Niall Couper, a representative from the football campaign group Fair Game, provided a broader perspective: “In a world where the £100 million transfer has been normalised and nearly £3 billion spent in the last 12 months by elite clubs, there appears to be a growing disconnect with the communities they represent.”
Couper emphasised the need for a shift in football’s culture, advocating for the celebration and reward of clubs prioritising financial sustainability, good governance, equality standards, and fan and community engagement.
He further added, “We need an independent regulator that rewards the well-run clubs.”
Such premium packages, while offering a unique experience, have ignited debates over accessibility and the increasing commercialisation of football. Arsenal, with its Hero Experience, and other top clubs charging over £4,000 for similar matchday packages, find themselves at the centre of these discussions.
Concerns also extend to issues like ‘aggressive’ autograph hunters. For instance, Brighton recently imposed a ban on its players taking selfies with fans due to concerns over “dangerous” overcrowding and instances of abuse.
Following this, the club has also prohibited players from signing autographs before and after matches.

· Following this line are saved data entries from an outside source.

//! Task result assembly.
//!
//! Invokes the agent with the normalized conversation and turns its output
//! into a completed [`Task`]: one artifact for the reply text, an optional
//! `ToolResults` artifact, the full history, and a status block mirroring
//! the reply.

use futures::FutureExt;
use std::any::Any;
use std::panic::AssertUnwindSafe;
use tracing::{debug, error};

use crate::agent::{AgentHandle, AgentOutput};
use crate::envelope::ValidatedRequest;
use crate::error::{RpcError, RpcResult};
use crate::types::{Artifact, HistoryMessage, NormalizedMessage, Task, TaskStatus};

/// Call the agent once, converting any failure into an internal error.
///
/// Both an `Err` from the agent and a panic inside its future end up as
/// [`RpcError::InternalError`] with the failure text as details.
pub async fn invoke_agent(
    agent: &dyn AgentHandle,
    messages: &[NormalizedMessage],
) -> RpcResult<AgentOutput> {
    match AssertUnwindSafe(agent.generate(messages)).catch_unwind().await {
        Ok(Ok(output)) => Ok(output),
        Ok(Err(e)) => {
            error!(error = %e, "Agent invocation failed");
            Err(RpcError::internal(e.to_string()))
        }
        Err(panic) => {
            let details = panic_message(panic.as_ref());
            error!(details = %details, "Agent panicked");
            Err(RpcError::internal(details))
        }
    }
}

/// Build the completed task from the request and the agent's output
pub fn assemble_task(agent_id: &str, request: &ValidatedRequest, output: AgentOutput) -> Task {
    let AgentOutput { text, tool_results } = output;

    let mut artifacts = vec![Artifact::agent_response(agent_id, text.clone())];
    if !tool_results.is_empty() {
        artifacts.push(Artifact::tool_results(&tool_results));
    }

    let reply = HistoryMessage::agent_reply(text, &request.task_id);

    let mut history: Vec<HistoryMessage> = request
        .messages
        .iter()
        .map(|message| HistoryMessage::from_inbound(message, &request.task_id))
        .collect();
    history.push(reply.clone());

    Task {
        id: request.task_id.clone(),
        context_id: request.context_id.clone(),
        status: TaskStatus::completed(reply),
        artifacts,
        history,
        kind: "task".to_string(),
    }
}

/// Invoke the agent and assemble the task in one step
pub async fn execute(
    agent_id: &str,
    agent: &dyn AgentHandle,
    request: &ValidatedRequest,
) -> RpcResult<Task> {
    let messages = request.normalized_messages();
    debug!(
        agent_id = %agent_id,
        method = %request.method,
        message_count = messages.len(),
        "Invoking agent"
    );

    let output = invoke_agent(agent, &messages).await?;
    debug!(
        agent_id = %agent_id,
        text_len = output.text.len(),
        tool_results = output.tool_results.len(),
        "Agent replied"
    );

    Ok(assemble_task(agent_id, request, output))
}

fn panic_message(panic: &(dyn Any + Send)) -> String {
    if let Some(message) = panic.downcast_ref::<&str>() {
        (*message).to_string()
    } else if let Some(message) = panic.downcast_ref::<String>() {
        message.clone()
    } else {
        "agent panicked".to_string()
    }
}
//! # Environment-Based Configuration
//!
//! Server settings are read from environment variables and validated before
//! the router is built.
//!
//! ## Environment Variables
//!
//! - `EXPLAINER_BIND_ADDR` - Listen address (default: `0.0.0.0:4111`)
//! - `EXPLAINER_MAX_BODY_SIZE` - Maximum request body size in bytes (default: 1048576 / 1MB)
//! - `EXPLAINER_ENABLE_CORS` - Enable permissive CORS (default: true)

use std::env;

/// Default listen address
pub const DEFAULT_BIND_ADDR: &str = "0.0.0.0:4111";

/// Default request body limit
pub const DEFAULT_MAX_BODY_SIZE: usize = 1024 * 1024;

/// Largest accepted request body limit
pub const MAX_BODY_SIZE_LIMIT: usize = 16 * 1024 * 1024;

/// Error type for configuration loading
#[derive(Debug, thiserror::Error)]
pub enum ConfigError {
    #[error("Invalid environment variable '{key}': {message}")]
    InvalidEnvVar { key: String, message: String },

    #[error("Configuration validation failed: {0}")]
    ValidationError(String),
}

/// Validated server configuration
#[derive(Debug, Clone, PartialEq, Eq)]
pub struct ServerConfig {
    /// Address the listener binds to
    pub bind_addr: String,
    /// Maximum request body size in bytes
    pub max_body_size: usize,
    /// Whether permissive CORS headers are sent
    pub enable_cors: bool,
}

impl Default for ServerConfig {
    fn default() -> Self {
        Self {
            bind_addr: DEFAULT_BIND_ADDR.to_string(),
            max_body_size: DEFAULT_MAX_BODY_SIZE,
            enable_cors: true,
        }
    }
}

/// Builder for [`ServerConfig`] with environment variable support
#[derive(Debug, Clone, Default)]
pub struct ServerConfigBuilder {
    config: ServerConfig,
}

impl ServerConfigBuilder {
    /// Create a new builder with default values
    #[must_use]
    pub fn new() -> Self {
        Self::default()
    }

    /// Load configuration from environment variables
    ///
    /// # Errors
    ///
    /// Returns `ConfigError` if any environment variable has an invalid value.
    pub fn from_env() -> Result<Self, ConfigError> {
        let mut builder = Self::default();

        if let Some(addr) = get_env_string("EXPLAINER_BIND_ADDR") {
            builder = builder.bind_addr(addr);
        }
        if let Some(size) = get_env_usize("EXPLAINER_MAX_BODY_SIZE")? {
            builder = builder.max_body_size(size);
        }
        if let Some(cors) = get_env_bool("EXPLAINER_ENABLE_CORS")? {
            builder = builder.enable_cors(cors);
        }

        Ok(builder)
    }

    /// Set the listen address
    #[must_use]
    pub fn bind_addr(mut self, addr: impl Into<String>) -> Self {
        self.config.bind_addr = addr.into();
        self
    }

    /// Set maximum request body size in bytes
    #[must_use]
    pub fn max_body_size(mut self, size: usize) -> Self {
        self.config.max_body_size = size;
        self
    }

    /// Enable or disable CORS
    #[must_use]
    pub fn enable_cors(mut self, enable: bool) -> Self {
        self.config.enable_cors = enable;
        self
    }

    /// Validate configuration and build `ServerConfig`
    ///
    /// # Errors
    ///
    /// Returns `ConfigError::ValidationError` if the configuration is invalid.
    pub fn build(self) -> Result<ServerConfig, ConfigError> {
        self.validate()?;
        Ok(self.config)
    }

    fn validate(&self) -> Result<(), ConfigError> {
        if self.config.bind_addr.trim().is_empty() {
            return Err(ConfigError::ValidationError(
                "bind_addr cannot be empty".to_string(),
            ));
        }
        if self.config.max_body_size == 0 {
            return Err(ConfigError::ValidationError(
                "max_body_size must be greater than 0".to_string(),
            ));
        }
        if self.config.max_body_size > MAX_BODY_SIZE_LIMIT {
            return Err(ConfigError::ValidationError(
                "max_body_size must be <= 16MB".to_string(),
            ));
        }

        Ok(())
    }
}

// Environment variable helper functions

/// Read a variable, `None` when unset
pub fn get_env_string(key: &str) -> Option<String> {
    env::var(key).ok()
}

/// Read a boolean variable (true/false/1/0/yes/no/on/off)
pub fn get_env_bool(key: &str) -> Result<Option<bool>, ConfigError> {
    match env::var(key) {
        Ok(val) => parse_bool(key, &val).map(Some),
        Err(_) => Ok(None),
    }
}

/// Read an unsigned size variable
pub fn get_env_usize(key: &str) -> Result<Option<usize>, ConfigError> {
    match env::var(key) {
        Ok(val) => val
            .parse::<usize>()
            .map(Some)
            .map_err(|e| ConfigError::InvalidEnvVar {
                key: key.to_string(),
                message: format!("invalid usize value '{val}': {e}"),
            }),
        Err(_) => Ok(None),
    }
}

fn parse_bool(key: &str, val: &str) -> Result<bool, ConfigError> {
    match val.to_lowercase().as_str() {
        "true" | "1" | "yes" | "on" => Ok(true),
        "false" | "0" | "no" | "off" => Ok(false),
        _ => Err(ConfigError::InvalidEnvVar {
            key: key.to_string(),
            message: format!("invalid boolean value '{val}', expected true/false/1/0/yes/no/on/off"),
        }),
    }
}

As the debate continues, the underlying question remains: At what cost should fans have access to their football heroes?
*It should be noted that The People’s exclusive report claims the Arsenal Hero Experience costs £9,100 while Arsenal.com states it costs ‘from £8,940 inc VAT’.
A distinction without a difference, perhaps.
The Arsenal Hero Experience package also includes
- Presentation by an Arsenal men’s first team player* of either a squad signed shirt or football (your choice) – yours to keep
- Private pre-match pitch-side tour with an Arsenal legend
- Souvenir group photograph with the Arsenal men’s first team player for all guests
- Premium Club Level match seats located in the midfield area
- Private booth for four (4) in The Foundry restaurant
- Pre-match three-course dining
- Half-time and post-match refreshments.
- Complimentary drinks including champagne, house spirits, selected wines, beers and soft drinks throughout matchday
- Announcement in the matchday programme
- Complimentary personalised official matchday programme each guest
Arsenal Hero Experience – Sample Menu
- Brixham crab, saffron mayonnaise, toasted sourdough, fine herb salad
- Open salt beef bagel, sauerkraut, gherkin & Frenchies
- Potato & spinach rosti, wild mushroom, lovage pesto (ve)
- Maple curd bacon loin, Cumberland sausage, scrambled egg, button mushrooms, confit tomato, beans, fried bread
- Smoked salmon, toasted muffin, poached egg, hollandaise
- Black beans, butter beans, sun-blushed tomatoes & avocado on toast, wild rocket (ve)
- Trio of chocolate, marshmallows, chocolate shards & berries (v)
- Apple tarte tatin, apple & whisky compote, crème Anglaise (v)
- Freshly brewed fair trade coffee & speciality teas (v)
- Artisan British cheeses, crackers, grapes, Tiptree fruit chutney (v)
- Mini chicken Caesar burger, parmesan
- Mini mock chicken burger, parmesan (ve)
Note: (v) indicates a vegetarian option.